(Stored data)
========================================
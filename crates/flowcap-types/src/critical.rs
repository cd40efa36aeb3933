//! Critical events: the compact "what the user actually did" view.

use serde::{Deserialize, Serialize};
use uuid::Uuid;

/// Category of a critical event.
#[derive(Debug, Clone, Copy, PartialEq, Eq, Serialize, Deserialize)]
#[serde(rename_all = "snake_case")]
pub enum CriticalEventKind {
    /// Filling or operating a form control.
    FormInteraction,
    /// Moving between pages.
    Navigation,
    /// Clicking an action button or link.
    ButtonAction,
    /// Credential entry (login/signin vocabulary).
    Authentication,
    /// Attaching a file.
    FileUpload,
}

/// How much a critical event matters for understanding the workflow.
#[derive(Debug, Clone, Copy, PartialEq, Eq, Serialize, Deserialize)]
#[serde(rename_all = "snake_case")]
pub enum Importance {
    High,
    Medium,
    Low,
}

/// Where in the site/form flow an event happened.
#[derive(Debug, Clone, Default, PartialEq, Serialize, Deserialize)]
pub struct EventContext {
    /// Page identifier derived from the URL path.
    pub page: String,
    /// Form vocabulary hit (login, registration, application, contact).
    #[serde(skip_serializing_if = "Option::is_none")]
    pub form: Option<String>,
    /// Wizard step vocabulary hit (personal, contact, experience, ...).
    #[serde(skip_serializing_if = "Option::is_none")]
    pub step: Option<String>,
}

/// One classified, workflow-relevant user action.
#[derive(Debug, Clone, Serialize, Deserialize)]
#[serde(rename_all = "camelCase")]
pub struct CriticalEvent {
    pub id: Uuid,
    #[serde(rename = "type")]
    pub kind: CriticalEventKind,
    /// snake_case action label (`submit_form`, `next_step`, `enter_email`, ...).
    pub action: String,
    /// Best-effort human label of the target element.
    #[serde(skip_serializing_if = "Option::is_none")]
    pub element: Option<String>,
    pub context: EventContext,
    /// Timestamp of the underlying raw event, epoch ms.
    pub timestamp: u64,
    pub importance: Importance,
}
========================================
Whenever the word "label" occurs in a line of the records, that line counts toward the total; state the total only.

2